Your instructions
Look through the data below. Collect every line where the word "DeleteBackward" occurs.

Supplied records
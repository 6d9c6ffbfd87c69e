use crate::error::CommandError;
use crate::model::{BlockKind, HeadingLevel, Mark};

use super::content::{self, InsertContent};
use super::{EditorState, Transaction, marks, structure, table};

/// Every edit the engine knows how to perform.
///
/// Commands are pure: [`Command::apply`] reads an [`EditorState`] and returns
/// the resulting [`Transaction`], `Ok(None)` when the command does not apply
/// (which is not an error), or a [`CommandError`] for invalid arguments.
#[derive(Debug, Clone, PartialEq)]
pub enum Command {
    SetParagraph,
    SetHeading(HeadingLevel),
    ToggleHeading(HeadingLevel),
    /// Lift out of lists and blockquotes, then reset to paragraphs
    ClearNodes,
    ToggleBulletList,
    ToggleOrderedList,
    ToggleCodeBlock,
    ToggleBlockquote,
    SetHorizontalRule,
    InsertTable {
        rows: usize,
        cols: usize,
        with_header_row: bool,
    },
    AddColumnBefore,
    AddColumnAfter,
    AddRowBefore,
    AddRowAfter,
    DeleteColumn,
    DeleteRow,
    DeleteTable,
    SetTableWidth(String),
    SetCellWidth(String),
    ToggleBold,
    ToggleItalic,
    ToggleStrike,
    SetFontFamily(String),
    UnsetFontFamily,
    DeleteRange {
        from: usize,
        to: usize,
    },
    InsertContentAt {
        pos: usize,
        content: InsertContent,
    },
    /// Type text at the selection
    InsertText(String),
    /// Backspace
    DeleteBackward,
    /// Run commands in order against the evolving state, as one transaction
    Chain(Vec<Command>),
}

impl Command {
    pub fn apply(&self, state: &EditorState) -> Result<Option<Transaction>, CommandError> {
        let tx = match self {
            Command::SetParagraph => structure::set_block_type(state, &BlockKind::Paragraph),
            Command::SetHeading(level) => structure::set_block_type(state, &BlockKind::Heading(*level)),
            Command::ToggleHeading(level) => {
                structure::toggle_block_type(state, &BlockKind::Heading(*level))
            }
            Command::ClearNodes => structure::clear_nodes(state),
            Command::ToggleBulletList => structure::toggle_list(state, BlockKind::BulletList),
            Command::ToggleOrderedList => structure::toggle_list(state, BlockKind::OrderedList),
            Command::ToggleCodeBlock => structure::toggle_block_type(state, &BlockKind::CodeBlock),
            Command::ToggleBlockquote => structure::toggle_blockquote(state),
            Command::SetHorizontalRule => return content::set_horizontal_rule(state),
            Command::InsertTable {
                rows,
                cols,
                with_header_row,
            } => return content::insert_table(state, *rows, *cols, *with_header_row),
            Command::AddColumnBefore => table::add_column(state, false),
            Command::AddColumnAfter => table::add_column(state, true),
            Command::AddRowBefore => table::add_row(state, false),
            Command::AddRowAfter => table::add_row(state, true),
            Command::DeleteColumn => table::delete_column(state),
            Command::DeleteRow => table::delete_row(state),
            Command::DeleteTable => table::delete_table(state),
            Command::SetTableWidth(width) => return table::set_table_width(state, width),
            Command::SetCellWidth(width) => return table::set_cell_width(state, width),
            Command::ToggleBold => marks::toggle_mark(state, Mark::Bold),
            Command::ToggleItalic => marks::toggle_mark(state, Mark::Italic),
            Command::ToggleStrike => marks::toggle_mark(state, Mark::Strike),
            Command::SetFontFamily(family) => return marks::set_font_family(state, family),
            Command::UnsetFontFamily => marks::unset_font_family(state),
            Command::DeleteRange { from, to } => return content::delete_range_command(state, *from, *to),
            Command::InsertContentAt { pos, content } => {
                return content::insert_content_at(state, *pos, content);
            }
            Command::InsertText(text) => return content::insert_text(state, text),
            Command::DeleteBackward => return content::delete_backward(state),
            Command::Chain(steps) => return apply_chain(state, steps),
        };
        Ok(tx)
    }

    /// Whether the command would apply to `state` without error.
    pub fn can(&self, state: &EditorState) -> bool {
        matches!(self.apply(state), Ok(Some(_)))
    }

    pub fn is_table_command(&self) -> bool {
        matches!(
            self,
            Command::AddColumnBefore
                | Command::AddColumnAfter
                | Command::AddRowBefore
                | Command::AddRowAfter
                | Command::DeleteColumn
                | Command::DeleteRow
                | Command::DeleteTable
                | Command::SetTableWidth(_)
                | Command::SetCellWidth(_)
        )
    }
}

/// Steps that do not apply are skipped; the chain applies when any step did.
/// An error in any step aborts the whole chain.
fn apply_chain(state: &EditorState, steps: &[Command]) -> Result<Option<Transaction>, CommandError> {
    let mut current = state.clone();
    let mut applied = false;
    let mut doc_changed = false;
    for step in steps {
        if let Some(tx) = step.apply(&current)? {
            applied = true;
            doc_changed |= tx.doc_changed;
            current = tx.state;
        } else {
            log::trace!("Chain step {step:?} did not apply");
        }
    }
    Ok(applied.then_some(Transaction {
        state: current,
        doc_changed,
    }))
}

Task result
    DeleteBackward,
            Command::DeleteBackward => return content::delete_backward(state),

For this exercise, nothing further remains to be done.